I have far more books than shelf space. I could buy more
bookshelves but then the living room would start to look like the library of an
English country house and I’m just not in the mood for Victorian clocks and Wedgewood
vases.
Unlike the previous FirstNerve Manor, the current house has no attic where I can stow boxes of books. And when it comes to limited basement storage space, wine takes priority.
So today I hauled out box B219: my collection of books by Stephen Jay Gould. Back in the last century I subscribed to Natural History magazine where Gould had a monthly column. These used to appeal to me as a graduate student and post-doc heavily into natural history and evolutionary theory—and the history of science concerning both. It was easier to buy the book (e.g., The Panda’s Thumb) than keep a stack of old magazines around for reference. With his enormous popularity—every collection of essays received a major review in the NYT—I figured the first editions would hold value.

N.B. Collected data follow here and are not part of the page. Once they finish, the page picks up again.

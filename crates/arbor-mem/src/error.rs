use thiserror::Error;

/// Result type local to arbor-mem.
pub type Result<T> = std::result::Result<T, Error>;

#[derive(Debug, Error)]
pub enum Error {
    #[error("invalid configuration: {0}")]
    Config(String),

    #[error(
        "allocator capacity {allocator_capacity} must equal manager capacity {manager_capacity}"
    )]
    AllocatorMismatch {
        allocator_capacity: u64,
        manager_capacity: u64,
    },

    #[error("duplicate pool name found: '{0}'")]
    DuplicatePool(String),

    #[error("operation '{op}' is not supported on pool '{pool}'")]
    UnsupportedOp { pool: String, op: &'static str },

    #[error("capacity authority is gone for pool '{0}'")]
    AuthorityUnavailable(String),

    #[error("memory manager has already been initialized")]
    AlreadyInitialized,

    #[error("memory manager is not initialized")]
    NotInitialized,

    // Backpressure, not a bug: the caller must spill, retry, or abort.
    #[error(
        "capacity exceeded for pool '{pool}': requested {requested} bytes, granted {granted}, used {used}"
    )]
    CapacityExceeded {
        pool: String,
        requested: u64,
        granted: u64,
        used: u64,
    },
}

impl From<arbor_core::Error> for Error {
    fn from(e: arbor_core::Error) -> Self {
        Error::Config(e.to_string())
    }
}
#![forbid(unsafe_code)]
//! arbor-core: capability traits and configuration for memory arbitration.
//!
//! The concrete manager, pools, and arbitration strategies live in
//! `arbor-mem`. We keep only the traits, the serializable configuration,
//! and small byte helpers here so any crate can depend on the API without
//! pulling in the arbitration logic.

pub mod alloc;
pub mod bytes;
pub mod config;
pub mod error;

pub use alloc::MemoryAllocator;
pub use bytes::{align_up, fmt_bytes, is_aligned, MAX_MEMORY_BYTES, MIN_ALIGNMENT_BYTES};
pub use config::{ArbitratorKind, MemoryConfig};
pub use error::{Error, Result};
#[cfg(test)]
mod tests {
    use super::*;

    struct GrantAll;

    impl CapacityAuthority for GrantAll {
        fn request_growth(&self, pool: &MemoryPool, increment_bytes: u64) -> Result<bool> {
            pool.grow_granted(increment_bytes);
            Ok(true)
        }
        fn notify_destroyed(&self, _pool: &MemoryPool) {}
    }

    struct DenyAll;

    impl CapacityAuthority for DenyAll {
        fn request_growth(&self, _pool: &MemoryPool, _increment_bytes: u64) -> Result<bool> {
            Ok(false)
        }
        fn notify_destroyed(&self, _pool: &MemoryPool) {}
    }

    fn root_with_authority(
        authority: &Arc<dyn CapacityAuthority>,
        max_capacity: u64,
    ) -> Arc<MemoryPool> {
        MemoryPool::new(
            "root".to_string(),
            PoolKind::Aggregate,
            None,
            None,
            Arc::downgrade(authority),
            false,
            PoolOptions {
                max_capacity,
                alignment: 64,
                ..PoolOptions::default()
            },
        )
    }

    #[test]
    fn reserve_charges_leaf_and_root() {
        let authority: Arc<dyn CapacityAuthority> = Arc::new(GrantAll);
        let root = root_with_authority(&authority, 1 << 20);
        let leaf = root.add_leaf_child("leaf", true, None).unwrap();

        leaf.try_reserve(100).unwrap();
        // Aligned up to 128.
        assert_eq!(leaf.current_bytes(), 128);
        assert_eq!(root.current_bytes(), 128);
        assert!(root.granted() >= 128);

        leaf.release(100);
        assert_eq!(leaf.current_bytes(), 0);
        assert_eq!(root.current_bytes(), 0);
    }

    #[test]
    fn denied_growth_is_backpressure_with_no_partial_charge() {
        let authority: Arc<dyn CapacityAuthority> = Arc::new(DenyAll);
        let root = root_with_authority(&authority, 1 << 20);
        let leaf = root.add_leaf_child("leaf", true, None).unwrap();

        let err = leaf.try_reserve(4096).unwrap_err();
        assert!(matches!(err, Error::CapacityExceeded { .. }));
        assert_eq!(leaf.current_bytes(), 0);
        assert_eq!(root.current_bytes(), 0);
        assert_eq!(root.granted(), 0);
    }

    #[test]
    fn reserve_on_aggregate_is_a_usage_error() {
        let authority: Arc<dyn CapacityAuthority> = Arc::new(GrantAll);
        let root = root_with_authority(&authority, 1 << 20);
        assert!(matches!(
            root.try_reserve(64),
            Err(Error::UnsupportedOp { .. })
        ));
    }

    #[test]
    fn leaf_cannot_have_children() {
        let authority: Arc<dyn CapacityAuthority> = Arc::new(GrantAll);
        let root = root_with_authority(&authority, 1 << 20);
        let leaf = root.add_leaf_child("leaf", true, None).unwrap();
        assert!(matches!(
            leaf.add_leaf_child("nested", true, None),
            Err(Error::UnsupportedOp { .. })
        ));
    }

    #[test]
    fn duplicate_sibling_name_rejected_until_destroyed() {
        let authority: Arc<dyn CapacityAuthority> = Arc::new(GrantAll);
        let root = root_with_authority(&authority, 1 << 20);
        let leaf = root.add_leaf_child("scratch", true, None).unwrap();
        assert!(matches!(
            root.add_leaf_child("scratch", true, None),
            Err(Error::DuplicatePool(_))
        ));
        drop(leaf);
        // Name is reusable once the previous child is gone.
        root.add_leaf_child("scratch", true, None).unwrap();
    }

    #[test]
    fn dropped_child_detaches_from_parent() {
        let authority: Arc<dyn CapacityAuthority> = Arc::new(GrantAll);
        let root = root_with_authority(&authority, 1 << 20);
        let leaf = root.add_leaf_child("leaf", true, None).unwrap();
        assert_eq!(root.child_count(), 1);
        drop(leaf);
        assert_eq!(root.child_count(), 0);
    }

    #[test]
    fn reservation_guard_releases_on_drop() {
        let authority: Arc<dyn CapacityAuthority> = Arc::new(GrantAll);
        let root = root_with_authority(&authority, 1 << 20);
        let leaf = root.add_leaf_child("leaf", true, None).unwrap();

        {
            let reservation = leaf.reserve(1000).unwrap();
            assert_eq!(reservation.bytes(), align_up(1000, 64));
            assert_eq!(root.current_bytes(), reservation.bytes());
        }
        assert_eq!(root.current_bytes(), 0);
    }

    #[test]
    fn reservation_resize_grows_and_shrinks() {
        let authority: Arc<dyn CapacityAuthority> = Arc::new(GrantAll);
        let root = root_with_authority(&authority, 1 << 20);
        let leaf = root.add_leaf_child("leaf", true, None).unwrap();

        let mut reservation = leaf.reserve(128).unwrap();
        reservation.try_resize(512).unwrap();
        assert_eq!(leaf.current_bytes(), 512);
        reservation.try_resize(64).unwrap();
        assert_eq!(leaf.current_bytes(), 64);
        drop(reservation);
        assert_eq!(leaf.current_bytes(), 0);
    }

    #[test]
    fn shrink_granted_never_goes_below_usage() {
        let authority: Arc<dyn CapacityAuthority> = Arc::new(GrantAll);
        let root = root_with_authority(&authority, 1 << 20);
        let leaf = root.add_leaf_child("leaf", true, None).unwrap();
        leaf.try_reserve(256).unwrap();

        let granted = root.granted();
        let spare = granted - root.current_bytes();
        assert_eq!(root.shrink_granted(0), spare);
        assert_eq!(root.granted(), root.current_bytes());
        assert_eq!(root.shrink_granted(0), 0);
        leaf.release(256);
    }

    #[test]
    fn tree_usage_lists_subtree() {
        let authority: Arc<dyn CapacityAuthority> = Arc::new(GrantAll);
        let root = root_with_authority(&authority, 1 << 20);
        let _a = root.add_leaf_child("a", true, None).unwrap();
        let _b = root.add_leaf_child("b", true, None).unwrap();
        let dump = root.tree_usage();
        assert!(dump.contains("root [AGGREGATE]"));
        assert!(dump.contains("a [LEAF]"));
        assert!(dump.contains("b [LEAF]"));
    }
}
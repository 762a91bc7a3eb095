//! Core traits for storage and chat providers.

use async_trait::async_trait;
use chrono::{DateTime, FixedOffset, NaiveDate, Utc};
use thiserror::Error;

use crate::{
    clock::day_window,
    model::{SessionId, User, UserId, WorkSession},
};

/// Sort order for session queries, by clock-in time.
#[derive(Debug, Clone, Copy, Default, PartialEq, Eq)]
pub enum SortOrder {
    /// Oldest first.
    Ascending,
    /// Newest first.
    #[default]
    Descending,
}

/// Session filter for queries.
#[derive(Debug, Clone, Default)]
pub struct SessionFilter {
    /// Filter by owner.
    pub user_id: Option<UserId>,
    /// Filter by active flag.
    pub active: Option<bool>,
    /// Only sessions clocked in at or after this instant.
    pub clocked_in_from: Option<DateTime<Utc>>,
    /// Only sessions clocked in strictly before this instant.
    pub clocked_in_before: Option<DateTime<Utc>>,
    /// Result ordering.
    pub order: SortOrder,
    /// Limit results.
    pub limit: Option<usize>,
}

impl SessionFilter {
    /// Filter matching every session of `user_id`.
    #[must_use]
    pub fn for_user(user_id: impl Into<UserId>) -> Self {
        Self {
            user_id: Some(user_id.into()),
            ..Self::default()
        }
    }

    /// Whether `session` passes every criterion except `limit`.
    #[must_use]
    pub fn matches(&self, session: &WorkSession) -> bool {
        if let Some(ref user_id) = self.user_id {
            if session.user_id != *user_id {
                return false;
            }
        }
        if let Some(active) = self.active {
            if session.is_active != active {
                return false;
            }
        }
        if let Some(from) = self.clocked_in_from {
            if session.clock_in_time < from {
                return false;
            }
        }
        if let Some(before) = self.clocked_in_before {
            if session.clock_in_time >= before {
                return false;
            }
        }
        true
    }
}

/// Storage error.
#[derive(Debug, Error)]
pub enum StorageError {
    #[error("User not found: {0}")]
    UserNotFound(UserId),
    #[error("Work session not found: {0}")]
    SessionNotFound(SessionId),
    #[error("User {0} already has an active work session")]
    AlreadyActive(UserId),
    #[error("Storage error: {0}")]
    Internal(String),
}

/// Trait for work session storage backends.
#[async_trait]
pub trait SessionStorage: Send + Sync {
    /// Get a user by ID.
    async fn get_user(&self, id: &str) -> Result<Option<User>, StorageError>;

    /// Get a user by username.
    async fn find_user_by_username(&self, username: &str) -> Result<Option<User>, StorageError>;

    /// Create a user with a generated ID.
    async fn create_user(&self, username: &str, name: &str) -> Result<User, StorageError>;

    /// Get a session by ID.
    async fn get(&self, id: SessionId) -> Result<Option<WorkSession>, StorageError>;

    /// Get the open session of a user, if any.
    async fn get_active(&self, user_id: &str) -> Result<Option<WorkSession>, StorageError>;

    /// Open a session for `user_id`.
    ///
    /// Fails with [`StorageError::AlreadyActive`] when the user already has an
    /// open session; the check and the insert are a single atomic step.
    async fn create(
        &self,
        user_id: &str,
        clock_in_time: DateTime<Utc>,
    ) -> Result<WorkSession, StorageError>;

    /// Close a session by ID.
    async fn close(
        &self,
        id: SessionId,
        clock_out_time: DateTime<Utc>,
    ) -> Result<WorkSession, StorageError>;

    /// Close the open session of `user_id`, if any, as one atomic step.
    async fn close_active(
        &self,
        user_id: &str,
        clock_out_time: DateTime<Utc>,
    ) -> Result<Option<WorkSession>, StorageError>;

    /// List sessions with optional filter.
    async fn list(&self, filter: SessionFilter) -> Result<Vec<WorkSession>, StorageError>;

    /// The `limit` most recent sessions of a user, newest first.
    async fn list_sessions(
        &self,
        user_id: &str,
        limit: usize,
    ) -> Result<Vec<WorkSession>, StorageError> {
        self.list(SessionFilter {
            order: SortOrder::Descending,
            limit: Some(limit),
            ..SessionFilter::for_user(user_id)
        })
        .await
    }

    /// Sessions of a user clocked in on calendar day `date`, oldest first.
    async fn list_sessions_for_date(
        &self,
        user_id: &str,
        date: NaiveDate,
        offset: FixedOffset,
    ) -> Result<Vec<WorkSession>, StorageError> {
        let (start, end) = day_window(date, offset);
        self.list(SessionFilter {
            clocked_in_from: Some(start),
            clocked_in_before: Some(end),
            order: SortOrder::Ascending,
            ..SessionFilter::for_user(user_id)
        })
        .await
    }
}

/// Chat provider error.
#[derive(Debug, Error)]
pub enum ChatError {
    #[error("Request failed: {0}")]
    Request(String),
    #[error("API error ({status}): {message}")]
    Api { status: u16, message: String },
    #[error("Malformed response: {0}")]
    Decode(String),
}

/// Trait for chat completion backends.
#[async_trait]
pub trait ChatProvider: Send + Sync {
    /// Complete a single-turn conversation.
    ///
    /// Returns `None` when the provider answered without any text.
    async fn complete(
        &self,
        system_prompt: &str,
        user_message: &str,
    ) -> Result<Option<String>, ChatError>;
}
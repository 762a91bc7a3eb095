//! OpenAI-compatible chat completion client.

use async_trait::async_trait;
use reqwest::Client;
use timeclock_core::traits::{ChatError, ChatProvider};

use super::protocol::{ChatCompletionRequest, ChatCompletionResponse, ChatMessage};

/// Default API base URL.
pub const DEFAULT_BASE_URL: &str = "https://api.openai.com/v1";

/// Default completion model.
pub const DEFAULT_MODEL: &str = "gpt-4o";

const MAX_TOKENS: u32 = 300;
const TEMPERATURE: f32 = 0.7;

/// Chat provider speaking the `/chat/completions` API.
pub struct OpenAiChat {
    client: Client,
    api_key: String,
    base_url: String,
    model: String,
}

impl OpenAiChat {
    /// Create a client for the public OpenAI API.
    #[must_use]
    pub fn new(api_key: impl Into<String>) -> Self {
        Self {
            client: Client::new(),
            api_key: api_key.into(),
            base_url: DEFAULT_BASE_URL.to_string(),
            model: DEFAULT_MODEL.to_string(),
        }
    }

    /// Use a different API base URL.
    #[must_use]
    pub fn with_base_url(mut self, base_url: impl Into<String>) -> Self {
        self.base_url = base_url.into().trim_end_matches('/').to_string();
        self
    }

    /// Use a different model.
    #[must_use]
    pub fn with_model(mut self, model: impl Into<String>) -> Self {
        self.model = model.into();
        self
    }

    /// Full URL of the completion endpoint.
    #[must_use]
    pub fn endpoint(&self) -> String {
        format!("{}/chat/completions", self.base_url)
    }

    #[must_use]
    pub fn model(&self) -> &str {
        &self.model
    }

    fn request_body(&self, system_prompt: &str, user_message: &str) -> ChatCompletionRequest {
        ChatCompletionRequest {
            model: self.model.clone(),
            messages: vec![
                ChatMessage::system(system_prompt),
                ChatMessage::user(user_message),
            ],
            max_tokens: MAX_TOKENS,
            temperature: TEMPERATURE,
        }
    }
}

#[async_trait]
impl ChatProvider for OpenAiChat {
    async fn complete(
        &self,
        system_prompt: &str,
        user_message: &str,
    ) -> Result<Option<String>, ChatError> {
        let body = self.request_body(system_prompt, user_message);

        let resp = self
            .client
            .post(self.endpoint())
            .bearer_auth(&self.api_key)
            .json(&body)
            .send()
            .await
            .map_err(|e| ChatError::Request(e.to_string()))?;

        let status = resp.status();
        if !status.is_success() {
            let message = resp.text().await.unwrap_or_default();
            return Err(ChatError::Api {
                status: status.as_u16(),
                message,
            });
        }

        let completion: ChatCompletionResponse = resp
            .json()
            .await
            .map_err(|e| ChatError::Decode(e.to_string()))?;

        tracing::debug!(model = %self.model, "chat completion received");
        Ok(completion.into_text())
    }
}
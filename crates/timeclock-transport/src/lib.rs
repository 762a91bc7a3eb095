//! Transport layer for the time clock.
//!
//! Provides:
//! - Wire protocol (JSON)
//! - HTTP API routes (feature: http)

pub mod protocol;

#[cfg(feature = "http")]
pub mod http;

pub use protocol::{ChatReply, ChatRequest, ErrorBody, SessionsQuery};
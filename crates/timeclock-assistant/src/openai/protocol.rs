//! Chat completion request and response bodies.

use serde::{Deserialize, Serialize};

/// Chat completion request.
#[derive(Debug, Clone, Serialize)]
pub struct ChatCompletionRequest {
    pub model: String,
    pub messages: Vec<ChatMessage>,
    pub max_tokens: u32,
    pub temperature: f32,
}

/// A single conversation turn.
#[derive(Debug, Clone, PartialEq, Eq, Serialize, Deserialize)]
pub struct ChatMessage {
    pub role: Role,
    pub content: String,
}

impl ChatMessage {
    #[must_use]
    pub fn system(content: impl Into<String>) -> Self {
        Self {
            role: Role::System,
            content: content.into(),
        }
    }

    #[must_use]
    pub fn user(content: impl Into<String>) -> Self {
        Self {
            role: Role::User,
            content: content.into(),
        }
    }
}

#[derive(Debug, Clone, Copy, PartialEq, Eq, Serialize, Deserialize)]
#[serde(rename_all = "lowercase")]
pub enum Role {
    System,
    User,
    Assistant,
}

/// Chat completion response.
#[derive(Debug, Clone, Deserialize)]
pub struct ChatCompletionResponse {
    #[serde(default)]
    pub choices: Vec<Choice>,
}

#[derive(Debug, Clone, Deserialize)]
pub struct Choice {
    pub message: ResponseMessage,
}

#[derive(Debug, Clone, Deserialize)]
pub struct ResponseMessage {
    #[serde(default)]
    pub content: Option<String>,
}

impl ChatCompletionResponse {
    /// Text of the first choice, if it carries any.
    #[must_use]
    pub fn into_text(self) -> Option<String> {
        self.choices
            .into_iter()
            .next()
            .and_then(|c| c.message.content)
            .filter(|text| !text.trim().is_empty())
    }
}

Gould was something of an academic celebrity back then, despite (or perhaps because of) his thinly veiled Marxism and trendy political views. Even as I kept buying his books, I grew weary of his moralizing and his prose, especially the faux folksiness (his whole “just another nerdy baseball fan” persona really grated). I find it puzzling today that I bought so many of his books, especially as I disliked the leading role he and the odious Richard Lewontin played in the disgraceful attacks on Edward O. Wilson and sociobiology. What was I thinking? [Completionism is a frequent co-morbidity to bibliophilia—Ed.]
So this afternoon I cast a gimlet eye over a stack of 15 volumes by Gould. I’d already determined that there is no market for them (mint condition first edition or not). I decided to keep Ontogeny and Phylogeny (1977) because it is a serious treatment of a major topic in evolutionary theory (no baseball references). Ditto The Structure of Evolutionary Theory (2002), even though I’ve never cracked it open. [Has anyone?—Ed.] Finally, I held on to The Mismeasure of Man (1981) because that book got Gould hoist on his own petard.
All the rest? They’re in the trash can and headed for the Larimer County landfill on Tuesday afternoon.